**TASK GOAL**: Copy word for word the lines from the start of the records through the line that contains "pub fn default_config_path(component: &str)", both included.

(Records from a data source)

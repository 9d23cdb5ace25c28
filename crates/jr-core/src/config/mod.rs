//! Configuration management for journal-relay

mod agent;
pub mod serde_utils;
mod server;
mod tls;

pub use agent::AgentConfig;
pub use server::ServerConfig;
pub use tls::TlsSettings;

use crate::error::ConfigError;
use std::path::{Path, PathBuf};

/// Get the default configuration directory
pub fn default_config_dir() -> PathBuf {
    dirs::config_dir()
        .unwrap_or_else(|| PathBuf::from("."))
        .join("journal-relay")
}

/// Get the default configuration file path for a component (`agent`, `server`)
pub fn default_config_path(component: &str) -> PathBuf {
    default_config_dir().join(format!("{}.toml", component))
}

/// Load configuration from a file
pub fn load_config<T: serde::de::DeserializeOwned>(path: &Path) -> Result<T, ConfigError> {
    if !path.exists() {
        return Err(ConfigError::NotFound(path.to_path_buf()));
    }

    let content = std::fs::read_to_string(path)
        .map_err(|e| ConfigError::Invalid(format!("Failed to read config: {}", e)))?;

    let config: T = toml::from_str(&content)?;
    Ok(config)
}

/// Save configuration to a file
pub fn save_config<T: serde::Serialize>(path: &Path, config: &T) -> Result<(), ConfigError> {
    let content = toml::to_string_pretty(config)?;

    if let Some(parent) = path.parent() {
        std::fs::create_dir_all(parent)
            .map_err(|e| ConfigError::Invalid(format!("Failed to create config dir: {}", e)))?;
    }

    std::fs::write(path, content)
        .map_err(|e| ConfigError::Invalid(format!("Failed to write config: {}", e)))?;

    Ok(())
}
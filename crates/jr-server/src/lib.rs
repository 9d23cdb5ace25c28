//! jr-server: WebSocket relay between browsers and journal agents
//!
//! The server accepts browser connections on `/ws/proxy`, learns the
//! target agent from the first message, dials the agent's streaming
//! endpoint and splices both connections together.

pub mod error;
pub mod relay;
pub mod server;

pub use error::{DialError, RelayError, Side};
pub use relay::{ForwardHeaders, RelayRegistry, RelaySession, Scheme, TargetConnector, WsConnector};
//! TLS listener settings shared by the agent and the relay server

use serde::{Deserialize, Serialize};
use std::path::PathBuf;

/// Serve HTTPS/WSS instead of plaintext when `https_enabled` is set
#[derive(Debug, Clone, Default, PartialEq, Eq, Serialize, Deserialize)]
#[serde(default)]
pub struct TlsSettings {
    /// Terminate TLS on the listener
    pub https_enabled: bool,

    /// PEM certificate chain
    pub cert_file: PathBuf,

    /// PEM private key
    pub key_file: PathBuf,
}

impl TlsSettings {
    /// Settings for a TLS listener using the given PEM files
    pub fn enabled(cert_file: impl Into<PathBuf>, key_file: impl Into<PathBuf>) -> Self {
        Self {
            https_enabled: true,
            cert_file: cert_file.into(),
            key_file: key_file.into(),
        }
    }

    /// `X-Forwarded-Proto` value for connections accepted under these settings
    pub fn scheme(&self) -> &'static str {
        if self.https_enabled {
            "https"
        } else {
            "http"
        }
    }
}
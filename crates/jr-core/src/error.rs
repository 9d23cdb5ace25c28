//! Core error types for journal-relay

use jr_protocol::ProtocolError;
use std::path::PathBuf;
use thiserror::Error;

/// Top-level error type for the journal-relay ecosystem
#[derive(Error, Debug)]
pub enum JrError {
    /// Protocol error
    #[error("Protocol error: {0}")]
    Protocol(#[from] ProtocolError),

    /// Transport error
    #[error("Transport error: {0}")]
    Transport(#[from] TransportError),

    /// Session error
    #[error("Session error: {0}")]
    Session(#[from] SessionError),

    /// Configuration error
    #[error("Configuration error: {0}")]
    Config(#[from] ConfigError),

    /// I/O error
    #[error("I/O error: {0}")]
    Io(#[from] std::io::Error),
}

/// WebSocket transport errors
#[derive(Error, Debug, Clone)]
pub enum TransportError {
    /// The connection has already been closed locally
    #[error("Connection already closed")]
    Closed,

    /// The underlying WebSocket failed
    #[error("WebSocket error: {0}")]
    WebSocket(String),
}

/// Streaming session errors
#[derive(Error, Debug)]
pub enum SessionError {
    /// The log reader could not be started
    #[error("Failed to spawn {program}: {source}")]
    Spawn {
        program: String,
        #[source]
        source: std::io::Error,
    },

    /// A pipe of the log reader was not available
    #[error("Failed to acquire {0} pipe")]
    Pipe(&'static str),

    /// The log reader exited on its own with a failure status
    #[error("{program} exited abnormally with code {code}")]
    AbnormalExit { program: String, code: i32 },

    /// Reading the log reader's output failed
    #[error("Failed to read {stream}: {source}")]
    Read {
        stream: &'static str,
        #[source]
        source: std::io::Error,
    },

    /// The log reader printed a diagnostic line
    #[error("{0}")]
    Stderr(String),
}

/// Configuration-related errors
#[derive(Error, Debug)]
pub enum ConfigError {
    /// Config file not found
    #[error("Config file not found: {0}")]
    NotFound(PathBuf),

    /// Invalid configuration
    #[error("Invalid config: {0}")]
    Invalid(String),

    /// TOML parse error
    #[error("TOML parse error: {0}")]
    Parse(#[from] toml::de::Error),

    /// TOML serialize error
    #[error("TOML serialize error: {0}")]
    Serialize(#[from] toml::ser::Error),
}
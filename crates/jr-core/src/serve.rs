//! HTTP listener shared by the agent and the relay server
//!
//! Plaintext listeners go through `axum::serve`; TLS listeners through
//! `axum-server` with a rustls acceptor. Both expose the peer address as
//! `ConnectInfo<SocketAddr>`.

use std::net::SocketAddr;
use std::time::Duration;

use axum::Router;
use axum_server::tls_rustls::RustlsConfig;
use tokio::net::TcpListener;
use tokio_util::sync::CancellationToken;

use crate::config::TlsSettings;

/// How long a TLS listener waits for open connections after shutdown
const TLS_DRAIN: Duration = Duration::from_secs(5);

/// Serve `app` on `listener` until `shutdown` is cancelled
pub async fn serve(
    listener: TcpListener,
    app: Router,
    tls: &TlsSettings,
    shutdown: CancellationToken,
) -> std::io::Result<()> {
    let make_service = app.into_make_service_with_connect_info::<SocketAddr>();
    if !tls.https_enabled {
        return axum::serve(listener, make_service)
            .with_graceful_shutdown(shutdown.cancelled_owned())
            .await;
    }

    let config = load_rustls(tls).await?;
    let handle = axum_server::Handle::new();
    let stop = handle.clone();
    tokio::spawn(async move {
        shutdown.cancelled().await;
        stop.graceful_shutdown(Some(TLS_DRAIN));
    });

    axum_server::from_tcp_rustls(listener.into_std()?, config)
        .handle(handle)
        .serve(make_service)
        .await
}

async fn load_rustls(tls: &TlsSettings) -> std::io::Result<RustlsConfig> {
    // ring is the only compiled-in provider; a repeated install is a no-op
    let _ = rustls::crypto::ring::default_provider().install_default();
    RustlsConfig::from_pem_file(&tls.cert_file, &tls.key_file)
        .await
        .map_err(|e| {
            std::io::Error::new(
                e.kind(),
                format!(
                    "failed to load TLS identity from {:?} and {:?}: {}",
                    tls.cert_file, tls.key_file, e
                ),
            )
        })
}

#[cfg(test)]
mod tests {
    use super::*;
    use axum::routing::get;

    #[tokio::test]
    async fn test_missing_tls_identity_fails_startup() {
        let dir = tempfile::tempdir().unwrap();
        let listener = TcpListener::bind("127.0.0.1:0").await.unwrap();
        let tls = TlsSettings::enabled(dir.path().join("agent.crt"), dir.path().join("agent.key"));

        let err = serve(listener, Router::new(), &tls, CancellationToken::new())
            .await
            .unwrap_err();
        assert!(err.to_string().contains("agent.crt"), "{}", err);
    }

    #[tokio::test]
    async fn test_plaintext_serve_stops_on_shutdown() {
        let listener = TcpListener::bind("127.0.0.1:0").await.unwrap();
        let addr = listener.local_addr().unwrap();
        let shutdown = CancellationToken::new();
        let app = Router::new().route("/", get(|| async { "ok" }));

        let server = tokio::spawn({
            let shutdown = shutdown.clone();
            async move { serve(listener, app, &TlsSettings::default(), shutdown).await }
        });

        let body = raw_get(addr).await;
        assert!(body.contains("ok"), "{}", body);

        shutdown.cancel();
        tokio::time::timeout(Duration::from_secs(5), server)
            .await
            .unwrap()
            .unwrap()
            .unwrap();
    }

    async fn raw_get(addr: SocketAddr) -> String {
        use tokio::io::{AsyncReadExt, AsyncWriteExt};
        let mut stream = tokio::net::TcpStream::connect(addr).await.unwrap();
        stream
            .write_all(b"GET / HTTP/1.1\r\nHost: test\r\nConnection: close\r\n\r\n")
            .await
            .unwrap();
        let mut response = String::new();
        stream.read_to_string(&mut response).await.unwrap();
        response
    }
}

**FINISHED EXERCISE**:
repository 9d23cdb5ace25c28
filename crates/jr-core/src/config/mod.rs
//! Configuration management for journal-relay

mod agent;
pub mod serde_utils;
mod server;
mod tls;

pub use agent::AgentConfig;
pub use server::ServerConfig;
pub use tls::TlsSettings;

use crate::error::ConfigError;
use std::path::{Path, PathBuf};

/// Get the default configuration directory
pub fn default_config_dir() -> PathBuf {
    dirs::config_dir()
        .unwrap_or_else(|| PathBuf::from("."))
        .join("journal-relay")
}

/// Get the default configuration file path for a component (`agent`, `server`)
pub fn default_config_path(component: &str) -> PathBuf {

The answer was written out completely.